Live Animal movements - Understand trade Partners Choices to predict chains of contact
Authors/Creators
- 1. Anses, French Agency for Food, Environmental and Occupational Health & Safety, Ploufragan-Plouzané-Niort Laboratory, Epidemiology, Health and Welfare research unit
- 2. Cirad Univ. Montpellier INRAE - ASTRE research unit
- 3. SVA - National Veterinary Institute, Sweden - Department of Disease Control and Epidemiology
Description
Hepatitis E virus (HEV) infects pigs and humans. Its spread among pigs occurs within-farm through faecal–oral route including direct and environmental transmission. Live animal movements are known as the major driver of between farms spread. Strongly structured in space and time, the swine production chain is made of various interconnected farms, forming a complex network. We aimed to simulate realistic between-farm movements to feed a multilevel epidemiological model. Swine movements from 2017 to 2019 provided by the National Swine Identification database (BDporc) were analysed using complex network analysis methods.
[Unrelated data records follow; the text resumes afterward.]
use std::future::Future;
use std::time::Duration;

use log::debug;
use tokio::task::JoinHandle;



#[derive(Clone, Copy, Debug, PartialEq, Eq)]
pub struct Cadence {
	pub update_interval: Duration,
	pub retry_delay: Duration,
}

impl Cadence {
	pub fn next(&self, ready: bool) -> Duration {
		if ready { self.update_interval } else { self.retry_delay }
	}
}

pub struct ScheduledTask {
	name: &'static str,
	handle: JoinHandle<()>,
}

impl ScheduledTask {
	pub fn name(&self) -> &'static str {
		self.name
	}

	pub fn cancel(&self) {
		debug!("Cancelling {} task", self.name);
		self.handle.abort();
	}
}

/// Runs `step` and sleeps for the delay it returns, forever.
/// The next run is only armed once the previous one has completed, so runs never overlap.
pub fn spawn_rearming<F, Fut>(name: &'static str, mut step: F) -> ScheduledTask
where
	F: FnMut() -> Fut + Send + 'static,
	Fut: Future<Output = Duration> + Send + 'static,
{
	let handle = tokio::spawn(async move {
		loop {
			let delay = step().await;
			tokio::time::sleep(delay).await;
		}
	});

	ScheduledTask { name, handle }
}
use log::warn;
use regex::{Regex, RegexBuilder};



#[derive(Clone, Debug)]
pub enum FilterEntry {
	Literal(String),
	Pattern {
		source: String,
		regex: Regex,
	},
}

impl FilterEntry {
	pub fn compile(entry: &str) -> FilterEntry {
		match RegexBuilder::new(entry).case_insensitive(true).build() {
			Ok(regex) => FilterEntry::Pattern { source: entry.to_string(), regex },
			Err(err) => {
				warn!("Filter entry {:?} is not a valid pattern, matching it literally; error was {}", entry, err);
				FilterEntry::Literal(entry.to_string())
			}
		}
	}

	pub fn matches(&self, key: &str) -> bool {
		match self {
			FilterEntry::Literal(literal) => literal == key,
			// Exact names always match, even when they contain regex metacharacters
			FilterEntry::Pattern { source, regex } => source == key || regex.is_match(key),
		}
	}
}

/// Inclusion-only camera filter. An empty filter lets every camera through.
#[derive(Clone, Debug, Default)]
pub struct CameraFilter {
	entries: Vec<FilterEntry>,
}

impl CameraFilter {
	pub fn new<S: AsRef<str>>(entries: &[S]) -> CameraFilter {
		CameraFilter {
			entries: entries.iter().map(|entry| FilterEntry::compile(entry.as_ref())).collect(),
		}
	}

	pub fn is_empty(&self) -> bool {
		self.entries.is_empty()
	}

	pub fn includes(&self, key: &str) -> bool {
		self.is_empty() || self.entries.iter().any(|entry| entry.matches(key))
	}
}
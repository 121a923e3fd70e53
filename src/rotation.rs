use std::sync::Arc;
use std::time::Duration;

use log::info;
use tokio::sync::RwLock;

use crate::notify::{DisplayMessage, Notification, Notifier};
use crate::schedule::Cadence;
use crate::state::RelayState;



#[derive(Clone)]
pub struct RotationController {
	state: Arc<RwLock<RelayState>>,
	notifier: Notifier,
	cadence: Cadence,
}

impl RotationController {
	pub fn new(state: Arc<RwLock<RelayState>>, notifier: Notifier, cadence: Cadence) -> RotationController {
		RotationController { state, notifier, cadence }
	}

	/// Shows the current entry, advances the index and returns the delay before the next tick.
	pub async fn tick(&self) -> Duration {
		let (display, ready) = {
			let mut state = self.state.write().await;
			let display = state.display();
			state.advance();
			(display, state.rotation.is_ready())
		};
		self.emit(display);
		self.cadence.next(ready)
	}

	/// Re-emits the current entry without moving the index.
	pub async fn show(&self) {
		let display = self.state.write().await.display();
		self.emit(display);
	}

	fn emit(&self, display: Notification) {
		match &display {
			Notification::SetMessage(DisplayMessage::Loading) => info!("Still loading"),
			Notification::SetMessage(DisplayMessage::NoCams) => info!("No cameras found. skipping"),
			Notification::SetCamera(camera) => info!("Showing camera {}", camera.nickname),
			_ => {},
		}
		self.notifier.send(display);
	}
}



#[cfg(test)]
mod tests {
	use std::sync::Arc;
	use std::time::Duration;

	use serde_json::json;
	use tokio::sync::RwLock;

	use super::RotationController;
	use crate::filter::CameraFilter;
	use crate::notify::{DisplayMessage, Notification, Notifier};
	use crate::schedule::Cadence;
	use crate::state::RelayState;

	const CADENCE: Cadence = Cadence {
		update_interval: Duration::from_secs(30),
		retry_delay: Duration::from_secs(5),
	};

	#[tokio::test]
	async fn cycles_through_cameras() {
		let state = Arc::new(RwLock::new(RelayState::new()));
		{
			let mut state = state.write().await;
			state.rotation.mark_ready();
			state.absorb(&json!({"cameras": {"a": {"nickname": "A"}, "b": {"nickname": "B"}}}), &CameraFilter::default());
		}
		let notifier = Notifier::default();
		let mut events = notifier.subscribe();
		let rotation = RotationController::new(state.clone(), notifier, CADENCE);

		let mut shown = Vec::new();
		for _ in 0..3 {
			assert_eq!(rotation.tick().await, Duration::from_secs(30));
			match events.recv().await.expect("event") {
				Notification::SetCamera(camera) => shown.push(camera.nickname),
				other => panic!("unexpected event {:?}", other),
			}
		}
		assert_eq!(shown, vec!["A", "B", "A"]);
	}

	#[tokio::test]
	async fn loading_uses_retry_delay() {
		let state = Arc::new(RwLock::new(RelayState::new()));
		let notifier = Notifier::default();
		let mut events = notifier.subscribe();
		let rotation = RotationController::new(state.clone(), notifier, CADENCE);

		assert_eq!(rotation.tick().await, Duration::from_secs(5));
		assert_eq!(events.recv().await.expect("event"), Notification::SetMessage(DisplayMessage::Loading));
	}

	#[tokio::test]
	async fn show_does_not_advance() {
		let state = Arc::new(RwLock::new(RelayState::new()));
		{
			let mut state = state.write().await;
			state.rotation.mark_ready();
			state.absorb(&json!({"cameras": {"a": {"nickname": "A"}, "b": {"nickname": "B"}}}), &CameraFilter::default());
		}
		let rotation = RotationController::new(state.clone(), Notifier::default(), CADENCE);

		rotation.show().await;
		rotation.show().await;
		assert_eq!(state.read().await.rotation.index(), 0);
	}
}
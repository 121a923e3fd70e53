use std::path::Path;
use std::time::Duration;

use log::info;
use url::Url;

use crate::error::{RelayError, Result};
use crate::filter::CameraFilter;
use crate::proxy::{ProxyTargets, STREAM_PORT};
use crate::schedule::Cadence;



/// Configuration as sent by the display client (`SET_CONFIG`) or read from TOML.
/// Keys use the client's camelCase names; anything unknown is ignored.
#[derive(Clone, Debug, PartialEq)]
#[derive(Serialize, Deserialize)]
#[serde(rename_all = "camelCase", default)]
pub struct RelayConfig {
	/// Bridge host including scheme, e.g. `http://localhost`
	pub target_host: Option<String>,
	pub target_port: Option<u16>,
	/// Milliseconds between cameras, and between roster polls once ready
	pub update_interval: u64,
	/// Milliseconds between attempts while loading or after a failed poll
	pub retry_delay: u64,
	pub controls: bool,
	pub height: u32,
	pub width: u32,
	pub animation_speed: u32,
	pub filter: Vec<String>,
}

impl Default for RelayConfig {
	fn default() -> Self {
		RelayConfig {
			target_host: None,
			target_port: None,
			update_interval: 30000,
			retry_delay: 5000,
			controls: false,
			height: 350,
			width: 700,
			animation_speed: 400,
			filter: Vec::new(),
		}
	}
}

impl RelayConfig {
	/// Reads and merges TOML files; keys in later files win.
	pub async fn read_files<P: AsRef<Path>>(paths: &[P]) -> Result<RelayConfig> {
		let mut merged = toml::Table::new();
		for path in paths {
			let contents = tokio::fs::read_to_string(path.as_ref()).await?;
			let table: toml::Table = toml::from_str(&contents)?;
			info!("Read relay config from {}", path.as_ref().display());
			merged.extend(table);
		}
		Ok(toml::Value::Table(merged).try_into()?)
	}
}

#[derive(Clone, Debug)]
pub struct RelaySettings {
	pub config: RelayConfig,
	pub filter: CameraFilter,
	pub cadence: Cadence,
	pub targets: ProxyTargets,
}

impl RelaySettings {
	pub fn from_config(config: RelayConfig) -> Result<RelaySettings> {
		let host = config.target_host.as_deref()
			.filter(|host| !host.trim().is_empty())
			.ok_or_else(|| RelayError::Config("targetHost is required".to_string()))?;
		let port = config.target_port
			.ok_or_else(|| RelayError::Config("targetPort is required".to_string()))?;

		let targets = ProxyTargets {
			api: target_url(host, port)?,
			stream: target_url(host, STREAM_PORT)?,
		};

		Ok(RelaySettings {
			filter: CameraFilter::new(&config.filter),
			cadence: Cadence {
				update_interval: Duration::from_millis(config.update_interval),
				retry_delay: Duration::from_millis(config.retry_delay),
			},
			targets,
			config,
		})
	}
}

fn target_url(host: &str, port: u16) -> Result<Url> {
	let host = host.trim();
	let with_scheme = if host.contains("://") { host.to_string() } else { format!("http://{}", host) };
	let mut url = Url::parse(&with_scheme).map_err(|err| RelayError::InvalidTarget(format!("{}: {}", host, err)))?;
	url.set_port(Some(port)).map_err(|_| RelayError::InvalidTarget(format!("{} cannot take a port", host)))?;
	Ok(url)
}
Exponential random graph models (ERGM) were then used to identify the key drivers of trade partner choices and the associated probabilities of contact between farms. In the 36-month period, 2.512.174 loading and unloading events were recorded involving 16.377 premises. Because of the large size of the dataset, analysis was limited to specific subsets of the data, using semestrial data and type of transported animals (breeding sows, piglets and growing pigs). For each data subset, an ERGM was selected using a stepwise forward approach based on AICs comparison and analyzing goodness-of-fit. In all cases, the company, type of farm, free-ranging characteristics, size and batch rearing systems were identified as explanatory variables of the network structure. Network statistics and levels included were subnetwork-specific. ERGM outcomes allow simulating pig trade networks with characteristics similar to the observed one, to prospect on the global impact of the network structure on pathogen transmission. Simulated movements fed a multi-level model developed with SimInf package. This work was done in the frame of the BIOPIGEE OHEJP project.
Files
Hammami-LiveAnimalMovementsUnderstandTradePartnersChoicesToPredictChainsOfContact.pdf
Files
(2.5 MB)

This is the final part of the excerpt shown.